* Work request
Search term "strings": please copy every line of the records below that contains it.

* Given records
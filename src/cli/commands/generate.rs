//! Generate command implementation

use crate::cli::commands::{build_service, load_config_or_exit};
use crate::core::service::GenerateRequest;
use crate::domain::filters::ReportFilters;
use crate::domain::ids::OwnerId;
use crate::domain::report::ReportStatus;
use clap::Args;
use serde_json::Value;
use std::str::FromStr;

/// Arguments for the generate command
#[derive(Args, Debug)]
pub struct GenerateArgs {
    /// Report type (patients, practitioners, appointments, prescriptions,
    /// invoices, clinical_records)
    #[arg(short = 't', long)]
    pub report_type: String,

    /// Output format (pdf, csv, txt, json)
    #[arg(short, long)]
    pub format: String,

    /// Filter as KEY=VALUE; may be repeated (e.g. --filter active=true)
    #[arg(long = "filter", value_name = "KEY=VALUE")]
    pub filters: Vec<String>,

    /// Owner of the report
    #[arg(long, default_value = "cli", env = "MEDREPORT_OWNER")]
    pub owner: String,

    /// Report title (defaults to "<Type> Report")
    #[arg(long)]
    pub title: Option<String>,

    /// Report description
    #[arg(long, default_value = "")]
    pub description: String,
}

impl GenerateArgs {
    /// Execute the generate command
    pub async fn execute(&self, config_path: &str) -> anyhow::Result<i32> {
        let config = match load_config_or_exit(config_path) {
            Ok(config) => config,
            Err(code) => return Ok(code),
        };

        let owner = match OwnerId::from_str(&self.owner) {
            Ok(owner) => owner,
            Err(e) => {
                println!("❌ Invalid owner: {e}");
                return Ok(2);
            }
        };

        let filters = match parse_filters(&self.filters) {
            Ok(filters) => filters,
            Err(e) => {
                println!("❌ {e}");
                return Ok(2);
            }
        };

        let service = match build_service(&config).await {
            Ok(service) => service,
            Err(code) => return Ok(code),
        };

        println!(
            "📄 Generating {} report ({})...",
            self.report_type, self.format
        );

        let report = service
            .generate(GenerateRequest {
                report_type: self.report_type.clone(),
                format: self.format.clone(),
                filters,
                owner,
                title: self.title.clone(),
                description: self.description.clone(),
            })
            .await?;

        match report.status {
            ReportStatus::Completed => {
                println!("✅ Report completed");
                println!("   Id:        {}", report.id);
                println!("   Title:     {}", report.title);
                println!("   Records:   {}", report.record_count);
                println!(
                    "   Artifact:  {} ({} bytes)",
                    report.file_path.as_deref().unwrap_or("-"),
                    report.file_size.unwrap_or(0)
                );
                Ok(0)
            }
            _ => {
                println!("❌ Report failed");
                println!("   Id:     {}", report.id);
                println!(
                    "   Error:  {}",
                    report.error_message.as_deref().unwrap_or("unknown")
                );
                Ok(4)
            }
        }
    }
}

/// Parses repeated `KEY=VALUE` filter arguments
///
/// Values parse as JSON where possible (`true`, `3`, `null`) and fall back
/// to plain strings, so `--filter active=true` produces a boolean.
fn parse_filters(raw: &[String]) -> Result<ReportFilters, String> {
    let mut filters = ReportFilters::new();
    for entry in raw {
        let (key, value) = entry
            .split_once('=')
            .ok_or_else(|| format!("Invalid filter '{entry}': expected KEY=VALUE"))?;
        if key.trim().is_empty() {
            return Err(format!("Invalid filter '{entry}': empty key"));
        }
        let value = serde_json::from_str(value)
            .unwrap_or_else(|_| Value::String(value.to_string()));
        filters.insert(key.trim(), value);
    }
    Ok(filters)
}

#[cfg(test)]
mod tests {
    use super::*;

    #[test]
    fn test_parse_filters_json_and_string_values() {
        let filters = parse_filters(&[
            "active=true".to_string(),
            "gender=female".to_string(),
            "status=booked".to_string(),
        ])
        .unwrap();

        assert_eq!(filters.get_bool("active"), Some(true));
        assert_eq!(filters.get_str("gender"), Some("female".to_string()));
        assert_eq!(filters.get_str("status"), Some("booked".to_string()));
    }

    #[test]
    fn test_parse_filters_value_with_equals() {
        let filters = parse_filters(&["note=a=b".to_string()]).unwrap();
        assert_eq!(filters.get_str("note"), Some("a=b".to_string()));
    }

    #[test]
    fn test_parse_filters_rejects_missing_separator() {
        assert!(parse_filters(&["active".to_string()]).is_err());
    }

    #[test]
    fn test_parse_filters_rejects_empty_key() {
        assert!(parse_filters(&["=true".to_string()]).is_err());
    }
}
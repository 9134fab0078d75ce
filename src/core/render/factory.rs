//! Strategy factory
//!
//! Maps format identifiers to strategy instances. The registry is seeded
//! with the built-in formats at construction and supports runtime
//! registration; registering an existing identifier (including a built-in)
//! replaces the previous strategy, which is how deployments customize the
//! PDF branding and how tests plug in extension formats.

use crate::core::render::csv::CsvStrategy;
use crate::core::render::json::JsonStrategy;
use crate::core::render::pdf::PdfStrategy;
use crate::core::render::txt::TxtStrategy;
use crate::core::render::RenderStrategy;
use crate::domain::errors::ReportError;
use crate::domain::report::ReportFormat;
use crate::domain::result::Result;
use std::collections::BTreeMap;
use std::sync::Arc;

/// Registry of render strategies keyed by lowercase format identifier
pub struct StrategyFactory {
    strategies: BTreeMap<String, Arc<dyn RenderStrategy>>,
}

impl StrategyFactory {
    /// Empty registry with no formats
    pub fn empty() -> Self {
        Self {
            strategies: BTreeMap::new(),
        }
    }

    /// Registry seeded with the built-in strategies (pdf, csv, txt, json)
    pub fn with_builtins() -> Self {
        let mut factory = Self::empty();
        factory.register(ReportFormat::Pdf.as_str(), Arc::new(PdfStrategy::default()));
        factory.register(ReportFormat::Csv.as_str(), Arc::new(CsvStrategy));
        factory.register(ReportFormat::Txt.as_str(), Arc::new(TxtStrategy));
        factory.register(ReportFormat::Json.as_str(), Arc::new(JsonStrategy));
        factory
    }

    /// Registers a strategy under the given identifier
    ///
    /// Identifiers are case-insensitive; an existing registration for the
    /// same identifier is replaced.
    pub fn register(&mut self, format_id: impl AsRef<str>, strategy: Arc<dyn RenderStrategy>) {
        self.strategies
            .insert(format_id.as_ref().to_lowercase(), strategy);
    }

    /// Resolves a strategy for a format identifier
    ///
    /// # Errors
    ///
    /// Returns [`ReportError::UnsupportedFormat`] naming the identifier and
    /// the registered formats when the identifier is unknown.
    pub fn create(&self, format_id: &str) -> Result<Arc<dyn RenderStrategy>> {
        let key = format_id.to_lowercase();
        self.strategies.get(&key).cloned().ok_or_else(|| {
            ReportError::UnsupportedFormat(format!(
                "{key}. Supported formats: {}",
                self.supported_formats().join(", ")
            ))
        })
    }

    /// Registered format identifiers, sorted
    pub fn supported_formats(&self) -> Vec<String> {
        self.strategies.keys().cloned().collect()
    }

    /// Whether a format identifier is registered
    pub fn supports(&self, format_id: &str) -> bool {
        self.strategies.contains_key(&format_id.to_lowercase())
    }
}

impl Default for StrategyFactory {
    fn default() -> Self {
        Self::with_builtins()
    }
}
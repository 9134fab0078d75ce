//! Domain identifier types with validation
//!
//! This module provides newtype wrappers for report identifiers. Each type
//! ensures type safety and provides validation for format compliance.

use serde::{Deserialize, Serialize};
use std::fmt;
use std::str::FromStr;
use uuid::Uuid;

/// Report identifier newtype wrapper
///
/// Represents a unique identifier for a generated report. Backed by a UUID v4
/// assigned at request time.
///
/// # Examples
///
/// ```
/// use medreport::domain::ids::ReportId;
/// use std::str::FromStr;
///
/// let id = ReportId::from_str("7d44b88c-4199-4bad-97dc-d78268e01398").unwrap();
/// assert_eq!(id.to_string(), "7d44b88c-4199-4bad-97dc-d78268e01398");
/// ```
#[derive(Debug, Clone, Copy, PartialEq, Eq, Hash, Serialize, Deserialize)]
#[serde(transparent)]
pub struct ReportId(Uuid);

impl ReportId {
    /// Creates a new random ReportId
    pub fn new() -> Self {
        Self(Uuid::new_v4())
    }

    /// Wraps an existing UUID
    pub fn from_uuid(uuid: Uuid) -> Self {
        Self(uuid)
    }

    /// Returns the underlying UUID
    pub fn as_uuid(&self) -> &Uuid {
        &self.0
    }

    /// Returns the first 8 hex characters of the id
    ///
    /// Used as a short disambiguating suffix in artifact filenames.
    pub fn short(&self) -> String {
        self.0.simple().to_string()[..8].to_string()
    }
}

impl Default for ReportId {
    fn default() -> Self {
        Self::new()
    }
}

impl fmt::Display for ReportId {
    fn fmt(&self, f: &mut fmt::Formatter<'_>) -> fmt::Result {
        write!(f, "{}", self.0)
    }
}

impl FromStr for ReportId {
    type Err = String;

    fn from_str(s: &str) -> Result<Self, Self::Err> {
        Uuid::parse_str(s)
            .map(Self)
            .map_err(|e| format!("Invalid report id '{s}': {e}"))
    }
}

/// Owner identifier newtype wrapper
///
/// Represents the owner of a report. Owners are opaque non-empty strings;
/// resolving them to actual user accounts is the transport layer's concern.
#[derive(Debug, Clone, PartialEq, Eq, Hash, Serialize, Deserialize)]
#[serde(transparent)]
pub struct OwnerId(String);

impl OwnerId {
    /// Creates a new OwnerId from a string
    ///
    /// # Errors
    ///
    /// Returns an error if the id is empty or whitespace-only.
    pub fn new(id: impl Into<String>) -> Result<Self, String> {
        let id = id.into();
        if id.trim().is_empty() {
            return Err("Owner id cannot be empty".to_string());
        }
        Ok(Self(id))
    }

    /// Returns the owner id as a string slice
    pub fn as_str(&self) -> &str {
        &self.0
    }

    /// Consumes self and returns the inner String
    pub fn into_inner(self) -> String {
        self.0
    }
}

impl fmt::Display for OwnerId {
    fn fmt(&self, f: &mut fmt::Formatter<'_>) -> fmt::Result {
        write!(f, "{}", self.0)
    }
}

impl FromStr for OwnerId {
    type Err = String;

    fn from_str(s: &str) -> Result<Self, Self::Err> {
        Self::new(s)
    }
}

impl AsRef<str> for OwnerId {
    fn as_ref(&self) -> &str {
        &self.0
    }
}

#[cfg(test)]
mod tests {
    use super::*;

    #[test]
    fn test_report_id_roundtrip() {
        let id = ReportId::new();
        let parsed = ReportId::from_str(&id.to_string()).unwrap();
        assert_eq!(id, parsed);
    }

    #[test]
    fn test_report_id_rejects_garbage() {
        assert!(ReportId::from_str("not-a-uuid").is_err());
    }

    #[test]
    fn test_report_id_short_length() {
        let id = ReportId::new();
        assert_eq!(id.short().len(), 8);
    }

    #[test]
    fn test_owner_id_valid() {
        let owner = OwnerId::new("dr-house").unwrap();
        assert_eq!(owner.as_str(), "dr-house");
    }

    #[test]
    fn test_owner_id_rejects_empty() {
        assert!(OwnerId::new("").is_err());
        assert!(OwnerId::new("   ").is_err());
    }

    #[test]
    fn test_owner_id_display() {
        let owner = OwnerId::new("front-desk").unwrap();
        assert_eq!(owner.to_string(), "front-desk");
    }
}
//! Result type alias for medreport
//!
//! This module provides a convenient Result type alias that uses ReportError
//! as the error type.

use super::errors::ReportError;

/// Result type alias for medreport operations
///
/// This is a convenience type alias that uses `ReportError` as the error type.
/// Use this throughout the codebase for fallible operations.
///
/// # Examples
///
/// ```
/// use medreport::domain::result::Result;
/// use medreport::domain::errors::ReportError;
///
/// fn example_function() -> Result<String> {
///     Ok("success".to_string())
/// }
///
/// fn failing_function() -> Result<()> {
///     Err(ReportError::Validation("Invalid input".to_string()))
/// }
/// ```
pub type Result<T> = std::result::Result<T, ReportError>;

#[cfg(test)]
mod tests {
    use super::*;
    use crate::domain::errors::ReportError;

    #[test]
    fn test_result_ok() {
        let result: Result<i32> = Ok(42);
        assert!(result.is_ok());
        if let Ok(value) = result {
            assert_eq!(value, 42);
        }
    }

    #[test]
    fn test_result_err() {
        let result: Result<i32> = Err(ReportError::Validation("test error".to_string()));
        assert!(result.is_err());
    }

    #[test]
    fn test_result_with_question_mark() -> Result<()> {
        fn inner() -> Result<i32> {
            Ok(42)
        }

        let value = inner()?;
        assert_eq!(value, 42);
        Ok(())
    }
}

* Solution for this task
/// to plain strings, so `--filter active=true` produces a boolean.
/// Represents the owner of a report. Owners are opaque non-empty strings;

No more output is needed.